药用植物有效成分次生代谢途径不清楚是药用植物有
效成分功能基因克隆研究的又一难点之一。有效成分次生代
谢的基因调控研究重点和难点往往是次生代途径中下游的
功能基因的克隆。虽然药用植物有效成分化学结构明确,但
其在植物体内的次生代谢途径不清楚,给功能基因的克隆研
究和后续的次生代谢基因工程研究等带来了巨大困难。目前
水稻和拟南芥基因组测序工作均已完成。正如人基因组测序
工作完成以后进入后基因组时代即功能基因研究时代一样,
植物的后基因组时代也聚焦于功能基因的研究。此间,参照
拟南芥基因信息,许多重要的植物功能基因将被发现。然而,
药用植物有效成分与拟南芥次生代谢产物结构往往相差很
远,代谢途径差异较大,很难根据拟南芥提供的基因组信息,
基于基因的保守结构域, 设计合成寡核苷酸简并引物,克
隆获得次生代谢相关的功能基因。
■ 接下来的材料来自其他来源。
#[cfg(test)]
mod tests {
    use super::*;
    use crate::types::TaskStatus;
    use tempfile::TempDir;

    async fn setup() -> (TempDir, FileApi) {
        let temp = TempDir::new().unwrap();
        let api = FileApi::new(temp.path().join(".kanban"));
        api.init("Test", Board::default_columns()).await.unwrap();
        (temp, api)
    }

    #[tokio::test]
    async fn test_paths() {
        let (temp, api) = setup().await;
        let root = temp.path().join(".kanban");

        assert_eq!(api.root(), root);
        assert_eq!(api.board_path(), root.join("board.json"));
        assert_eq!(api.tasks_dir(), root.join("tasks"));
    }

    #[test]
    fn test_from_config() {
        let config = BoardConfig {
            storage_dir: PathBuf::from("/tmp/board/.kanban"),
            ..BoardConfig::default()
        };
        let api = FileApi::from_config(&config);
        assert_eq!(api.board_path(), PathBuf::from("/tmp/board/.kanban/board.json"));
    }

    #[tokio::test]
    async fn test_init_twice_rejected() {
        let (_temp, api) = setup().await;
        let result = api.init("Again", Vec::new()).await;
        assert!(matches!(result, Err(ApiError::Rejected { .. })));
    }

    #[tokio::test]
    async fn test_task_round_trip() {
        let (_temp, api) = setup().await;
        let task = Task::new("Brief", "todo")
            .with_id("t1")
            .with_status(TaskStatus::NOT_STARTED);

        let stored = api.create_task(&"todo".into(), &task).await.unwrap();
        assert_eq!(stored.stage, "To Do");
        assert!(api.task_path(&"t1".into()).exists());

        let board = api.fetch_board().await.unwrap();
        assert_eq!(board.task(&"t1".into()).unwrap().status.as_str(), "NOT_STARTED");

        api.delete_task(&"todo".into(), &"t1".into()).await.unwrap();
        assert!(!api.task_path(&"t1".into()).exists());
        assert!(api.fetch_board().await.unwrap().tasks.is_empty());
    }

    #[tokio::test]
    async fn test_move_and_activity_log() {
        let (_temp, api) = setup().await;
        api.create_task(&"todo".into(), &Task::new("A", "todo").with_id("t1"))
            .await
            .unwrap();
        api.move_task(&"t1".into(), &"done".into(), 0).await.unwrap();

        let board = api.fetch_board().await.unwrap();
        assert_eq!(board.task(&"t1".into()).unwrap().column_id.as_str(), "done");
        board.validate().unwrap();

        let entries = api.read_activity(None).await.unwrap();
        assert_eq!(entries.len(), 2);
        assert_eq!(entries[0].op, "move task"); // Newest first
        assert_eq!(entries[1].op, "create task");
    }

    #[tokio::test]
    async fn test_delete_column_removes_task_files() {
        let (_temp, api) = setup().await;
        api.create_task(&"todo".into(), &Task::new("A", "todo").with_id("t1"))
            .await
            .unwrap();
        api.delete_column(&"todo".into()).await.unwrap();

        assert!(!api.task_path(&"t1".into()).exists());
        let board = api.fetch_board().await.unwrap();
        assert!(board.column(&"todo".into()).is_none());
    }

    #[tokio::test]
    async fn test_locking() {
        let (_temp, api) = setup().await;

        let lock1 = api.lock().await.unwrap();
        let result = api.lock().await;
        assert!(matches!(result, Err(ApiError::LockBusy)));

        // Writes fail while the lock is held
        let result = api.clear_column(&"todo".into()).await;
        assert!(matches!(result, Err(ApiError::LockBusy)));

        drop(lock1);
        let _lock2 = api.lock().await.unwrap();
    }

    #[tokio::test]
    async fn test_fetch_uninitialized() {
        let temp = TempDir::new().unwrap();
        let api = FileApi::new(temp.path().join(".kanban"));
        let result = api.fetch_board().await;
        assert!(matches!(result, Err(ApiError::NotFound { .. })));
    }
}
//! Core types for the board engine

mod board;
mod drag;
mod ids;
mod log;
mod task;

pub use board::{Board, Column};
pub use drag::{DragEvent, DragItem};
pub use ids::{ColumnId, LogEntryId, TaskId};
pub use log::LogEntry;
pub use task::{Task, TaskPayload, TaskStatus};
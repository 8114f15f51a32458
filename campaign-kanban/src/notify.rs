//! User-facing notifications
//!
//! The controller never renders anything itself. It reports outcomes through
//! an injected [`Notifier`], which a UI shell maps onto toasts or snackbars.

use serde::{Deserialize, Serialize};
use std::sync::{Arc, Mutex};

/// How prominently a notification should be shown
#[derive(Debug, Clone, Copy, PartialEq, Eq, Serialize, Deserialize)]
#[serde(rename_all = "snake_case")]
pub enum Severity {
    Info,
    Success,
    Warning,
    Error,
}

/// A single message for the user
#[derive(Debug, Clone, PartialEq, Eq, Serialize, Deserialize)]
pub struct Notification {
    pub message: String,
    pub severity: Severity,
}

/// Capability to surface a message to the user
pub trait Notifier: Send + Sync {
    fn notify(&self, message: &str, severity: Severity);
}

/// Forwards notifications to `tracing` at a matching level
#[derive(Debug, Default, Clone, Copy)]
pub struct TracingNotifier;

impl Notifier for TracingNotifier {
    fn notify(&self, message: &str, severity: Severity) {
        match severity {
            Severity::Info | Severity::Success => {
                tracing::info!(target: "campaign_kanban::notify", "{}", message)
            }
            Severity::Warning => tracing::warn!(target: "campaign_kanban::notify", "{}", message),
            Severity::Error => tracing::error!(target: "campaign_kanban::notify", "{}", message),
        }
    }
}

/// Collects notifications so a UI loop can drain them.
///
/// Clones share the same buffer.
#[derive(Debug, Default, Clone)]
pub struct NotificationLog {
    entries: Arc<Mutex<Vec<Notification>>>,
}

impl NotificationLog {
    pub fn new() -> Self {
        Self::default()
    }

    /// Take every buffered notification, oldest first
    pub fn drain(&self) -> Vec<Notification> {
        match self.entries.lock() {
            Ok(mut entries) => std::mem::take(&mut *entries),
            Err(poisoned) => std::mem::take(&mut *poisoned.into_inner()),
        }
    }

    /// Copy of the buffered notifications, oldest first
    pub fn snapshot(&self) -> Vec<Notification> {
        match self.entries.lock() {
            Ok(entries) => entries.clone(),
            Err(poisoned) => poisoned.into_inner().clone(),
        }
    }

    pub fn count(&self, severity: Severity) -> usize {
        self.snapshot()
            .iter()
            .filter(|n| n.severity == severity)
            .count()
    }
}

impl Notifier for NotificationLog {
    fn notify(&self, message: &str, severity: Severity) {
        let notification = Notification {
            message: message.to_string(),
            severity,
        };
        match self.entries.lock() {
            Ok(mut entries) => entries.push(notification),
            Err(poisoned) => poisoned.into_inner().push(notification),
        }
    }
}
由于大多数药用植物有效
成分次生代谢途径不清楚,按相似序列同源克隆的方法克隆
药用植物有效成分相关功能基因极为困难。所以说新的克隆
思路和策略将是解决问题的关键所在。
2 药用植物功能基因研究新方法的提出
鉴于药用植物研究的特殊性,采用相似基因同源克隆的
方法往往难以获得新的功能基因,更不用说次生代谢途径的
研究。因此,迫切需要一种理想的药用植物功能基因克隆方
法,以推动整个药用植物功能基因研究的快速发展。在这里,
笔者首次提出并成功实践了“有效成分差异→功能基因表达
差异→功能基因克隆→次生代谢途径”的研究思路和方法。
2.1 成分差异表型克隆法的概念
成分差异表型克隆法(ingredient difference phonetypical
cloning),是基于植物次生代谢产物的差异(包括某类成分含
量差异和某些成分的有无)为表型特征,运用差异表达基因
相关克隆技术来获取次生代谢相关未知基因的一种克隆思
路和方法,属于表型克隆的范畴。该方法具有高通量、快速,
克隆效率高等特点,适用于未知次生代谢途径中未知功能基
因的克隆以及次生代谢途径研究,是该方法的最突出优势。
2.2 成分差异表型克隆法的原理与方法
植物细胞在外界环境变化如各种协迫、诱导子刺激等异
常状态下,常有些与次生代谢有关的基因特异性表达或表达
异常地增高,导致次生代谢产物特异性生产或积累急剧增
加,与正常条件培养的对照组比较,人为造成药用植物有效
成分差异和基因表达差异,通过各种差异表达基因克隆技术
如差异显示 PCR、抑制性消减杂交和 cDNA 微阵列(cDNA
microarray)等技术克隆所需要的次生代谢相关的目的功能
基因。
因此,在进行成分差异表型克隆法实验设计时,首先
考虑在人为可控条件下,如何促使有效成分差异最大。比
如人为的加入诱导子,重金属等促使植物细胞受到异常状
态刺激,次生代谢活动增强,迅速特异的产生或快速积累
次生代谢产物(有效成分)。其次,经测定并比较对照组
与刺激组有效成分的含量差异,选择有效成分差异最大
(有效成分有无或含量高低)的 2组样本做基因表达差异
研究。最后,筛选出表达差异大的基因克隆,测序、分析
和验证后,进行全长序列的克隆、功能验证等工作。成分
差异表型克隆实验流程见图 1。
图 1 成分差异表型克隆法实验流程
在这里,有效成分含量测定一般采用高效液相色谱方
法,若关注挥发油类成分可采用气相色谱方法,若导致未知
成分的差异可选用液-质联用技术测定并分析化学成分结构
特点,以获得药用植物最明显的成分差异性状。成分差异表
型克隆法可引入目前所有的差异表达克隆研究技术。目前差
异表达的基因克隆技术主要有消减杂交 ( subtractive
hybridization, SH),mRNA差异显示技术(mRNA differential
display reverse transcription PCR,DDRT-PCR)、抑制消减杂
交(suppression subtractive hybridization,SSH)和 cDNA微阵
列技术(cDNA microarray)等。
2.3 成分差异表型克隆法的优势与应用
2.3.1 优势 成分差异表型克隆方法最突出的优点是高通
量,效率高,一次能同时克隆次生代谢途径上的多个功能基
因。如果把功能基因克隆视为钓鱼的话,基于相似基因的同
源克隆 1次只能钓取 1条鱼,而差异基因表型克隆法可以 1
次网罗数条鱼,速度快、效率高。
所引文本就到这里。